_ABOUT THIS TASK_. Where a line in the entries below contains the word "PartialEq", count it. Return the total alone.

_DATA SUPPLIED_.
= = = = = = =

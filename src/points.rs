use shiai_store::TournamentClass;

/// Seasonal points for a final rank.
///
/// Classes AAA through B use fixed podium tables. Class C depends on the
/// field size: small fields award less, and a field of two or fewer awards
/// nothing. Ranks below the podium and unknown classes earn zero — an
/// unknown class is a silent zero, not an error (callers that want to alert
/// on it log at parse time).
pub fn points_for(
    class: Option<TournamentClass>,
    final_rank: u32,
    competitor_count: u32,
) -> u32 {
    let Some(class) = class else { return 0 };
    match class {
        TournamentClass::AAA => podium(final_rank, [20, 15, 10]),
        TournamentClass::AA => podium(final_rank, [15, 10, 8]),
        TournamentClass::A => podium(final_rank, [8, 5, 2]),
        TournamentClass::B => podium(final_rank, [5, 3, 1]),
        TournamentClass::C => class_c(final_rank, competitor_count),
    }
}

fn podium(final_rank: u32, table: [u32; 3]) -> u32 {
    match final_rank {
        1..=3 => table[(final_rank - 1) as usize],
        _ => 0,
    }
}

fn class_c(final_rank: u32, competitor_count: u32) -> u32 {
    if competitor_count >= 4 {
        match final_rank {
            1 => 2,
            2 => 1,
            _ => 0,
        }
    } else if competitor_count == 3 {
        if final_rank == 1 { 1 } else { 0 }
    } else {
        0
    }
}
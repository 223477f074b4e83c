//! @ai:module:intent Format document trees as sorted text lines or JSON
//! @ai:module:layer infrastructure
//! @ai:module:public_api OutputFormat, render_text, render_json, format_doc
//! @ai:module:depends_on document, error
//! @ai:module:stateless true

use crate::document::{DocTree, ModuleDoc, OptionEntry, SectionValue};
use crate::error::Result;
use serde::{Deserialize, Serialize};
use std::fmt;

/// @ai:intent Output format options
#[derive(Debug, Clone, Copy, Default, PartialEq, Eq, Serialize, Deserialize)]
#[serde(rename_all = "kebab-case")]
pub enum OutputFormat {
    #[default]
    Text,
    Json,
    JsonPretty,
}

/// @ai:intent Format a module document in the requested format
/// @ai:effects pure
pub fn format_doc(doc: &dyn ModuleDoc, format: OutputFormat) -> Result<String> {
    match format {
        OutputFormat::Text => Ok(doc.to_text()),
        OutputFormat::Json => doc.to_json(false),
        OutputFormat::JsonPretty => doc.to_json(true),
    }
}

/// @ai:intent Render one `Name: Value` line per section, sorted by name
/// @ai:effects pure
pub fn render_text(tree: &DocTree) -> String {
    tree.iter()
        .map(|(section, value)| format!("{}: {}", section, value))
        .collect::<Vec<_>>()
        .join("\n")
}

/// @ai:intent Render the tree as a JSON object keyed by section name
/// @ai:effects pure
pub fn render_json(tree: &DocTree, pretty: bool) -> Result<String> {
    let json = if pretty {
        serde_json::to_string_pretty(tree)?
    } else {
        serde_json::to_string(tree)?
    };
    Ok(json)
}

impl fmt::Display for SectionValue {
    fn fmt(&self, f: &mut fmt::Formatter<'_>) -> fmt::Result {
        match self {
            SectionValue::Text(text) => f.write_str(text),
            SectionValue::List(items) => {
                f.write_str("[")?;
                for (idx, item) in items.iter().enumerate() {
                    if idx > 0 {
                        f.write_str(", ")?;
                    }
                    write_quoted(f, item)?;
                }
                f.write_str("]")
            }
            SectionValue::Options(entries) => {
                f.write_str("{")?;
                for (idx, entry) in entries.iter().enumerate() {
                    if idx > 0 {
                        f.write_str(", ")?;
                    }
                    write!(f, "{}", entry)?;
                }
                f.write_str("}")
            }
        }
    }
}

impl fmt::Display for OptionEntry {
    fn fmt(&self, f: &mut fmt::Formatter<'_>) -> fmt::Result {
        f.write_str("(")?;
        write_quoted(f, &self.name)?;
        f.write_str(", ")?;
        write_quoted(f, &self.kind)?;
        f.write_str("): ")?;
        write_quoted(f, &self.description)
    }
}

/// @ai:intent Write a string literal, single-quoted unless only double quotes avoid escaping
/// @ai:example ("it's") -> "\"it's\""
/// @ai:effects pure
fn write_quoted(f: &mut fmt::Formatter<'_>, value: &str) -> fmt::Result {
    let quote = if value.contains('\'') && !value.contains('"') {
        '"'
    } else {
        '\''
    };

    write!(f, "{}", quote)?;
    for c in value.chars() {
        match c {
            '\\' => f.write_str("\\\\")?,
            '\t' => f.write_str("\\t")?,
            c if c == quote => write!(f, "\\{}", c)?,
            c => write!(f, "{}", c)?,
        }
    }
    write!(f, "{}", quote)
}
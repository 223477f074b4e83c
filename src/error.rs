//! @ai:module:intent Define error types for module documentation extraction
//! @ai:module:layer domain
//! @ai:module:public_api Error, Result
//! @ai:module:stateless true

use std::path::PathBuf;
use thiserror::Error;

/// @ai:intent Unified error type for all tcmodhelp operations
#[derive(Error, Debug)]
pub enum Error {
    #[error("IO error: {0}")]
    Io(#[from] std::io::Error),

    #[error("Failed to read file {path}: {source}")]
    FileRead {
        path: PathBuf,
        #[source]
        source: std::io::Error,
    },

    #[error("Malformed option key at line {line}: `{text}` (expected `<name> <type>`, found {tokens} token(s))")]
    MalformedOptionKey {
        line: usize,
        text: String,
        tokens: usize,
    },

    #[error("{0}")]
    MissingSelection(&'static str),

    #[error("{0} analysis is not yet supported")]
    Unsupported(&'static str),

    #[error("Invalid configuration in {path}: {message}")]
    Config { path: PathBuf, message: String },

    #[error("JSON serialization error: {0}")]
    Json(#[from] serde_json::Error),
}

pub type Result<T> = std::result::Result<T, Error>;
//! @ai:module:intent Locate and open the source text of a selected module
//! @ai:module:layer infrastructure
//! @ai:module:public_api ModuleQuery, locate_source, open_source
//! @ai:module:depends_on error

use crate::error::{Error, Result};
use std::fs::File;
use std::io::{self, BufRead, BufReader};
use std::path::{Path, PathBuf};
use tracing::{debug, info};
use walkdir::WalkDir;

/// @ai:intent Selection of one module by name and type under a search path
#[derive(Debug, Clone, PartialEq, Eq)]
pub struct ModuleQuery {
    pub name: String,
    pub kind: String,
    pub search_path: PathBuf,
    pub max_depth: usize,
}

impl ModuleQuery {
    /// @ai:intent Source file name of the module, e.g. `filter_null.c`
    /// @ai:example (name "null", kind "filter") -> "filter_null.c"
    /// @ai:effects pure
    pub fn file_name(&self) -> String {
        format!("{}_{}.c", self.kind, self.name)
    }
}

/// @ai:intent Find the shallowest source file matching the query
/// @ai:post result is None if no file matches within max_depth
/// @ai:effects fs:read
pub fn locate_source(query: &ModuleQuery) -> Option<PathBuf> {
    let file_name = query.file_name();
    debug!(path = %query.search_path.display(), file = %file_name, "searching module source");

    WalkDir::new(&query.search_path)
        .max_depth(query.max_depth)
        .sort_by_file_name()
        .into_iter()
        .filter_map(|e| e.ok())
        .filter(|e| e.file_type().is_file() && e.file_name().to_str() == Some(file_name.as_str()))
        .min_by_key(|e| e.depth())
        .map(|e| e.into_path())
}

/// @ai:intent Open the module source file, or standard input when none is found
/// @ai:effects fs:read, io:read
pub fn open_source(query: &ModuleQuery) -> Result<Box<dyn BufRead>> {
    match locate_source(query) {
        Some(path) => {
            info!(path = %path.display(), "reading module source");
            open_file(&path)
        }
        None => {
            info!(file = %query.file_name(), "module source not found, reading standard input");
            Ok(Box::new(BufReader::new(io::stdin())))
        }
    }
}

fn open_file(path: &Path) -> Result<Box<dyn BufRead>> {
    let file = File::open(path).map_err(|e| Error::FileRead {
        path: path.to_path_buf(),
        source: e,
    })?;
    Ok(Box::new(BufReader::new(file)))
}
//! @ai:module:intent Select how a module is analysed and produce its documentation
//! @ai:module:layer application
//! @ai:module:public_api AnalysisMode, analyze
//! @ai:module:depends_on document, scanner, source, error

use crate::document::{ModuleDoc, TaggedSourceDoc};
use crate::error::{Error, Result};
use crate::scanner::scan_reader;
use crate::source::{open_source, ModuleQuery};
use std::io::BufRead;
use tracing::info;

/// @ai:intent Where module documentation is taken from
#[derive(Debug, Clone, Copy, PartialEq, Eq)]
pub enum AnalysisMode {
    /// Tagged comments in the module source
    Source,
    /// Module objects, not implemented
    Binary,
}

/// @ai:intent Build the documentation of the selected module
/// @ai:post Binary mode always fails with Error::Unsupported
/// @ai:effects fs:read, io:read
pub fn analyze(mode: AnalysisMode, query: &ModuleQuery) -> Result<Box<dyn ModuleDoc>> {
    match mode {
        AnalysisMode::Binary => Err(Error::Unsupported("binary")),
        AnalysisMode::Source => {
            let reader = open_source(query)?;
            Ok(Box::new(analyze_reader(&query.name, reader)?))
        }
    }
}

/// @ai:intent Parse tagged documentation of a module from any reader
/// @ai:effects io:read
pub fn analyze_reader<R: BufRead>(name: &str, reader: R) -> Result<TaggedSourceDoc> {
    let doc = TaggedSourceDoc::parse(name, scan_reader(reader))?;
    info!(module = name, sections = doc.tree().len(), "parsed module documentation");
    Ok(doc)
}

= = = = = = =

_SOLUTION FOR THIS PROBLEM_. 3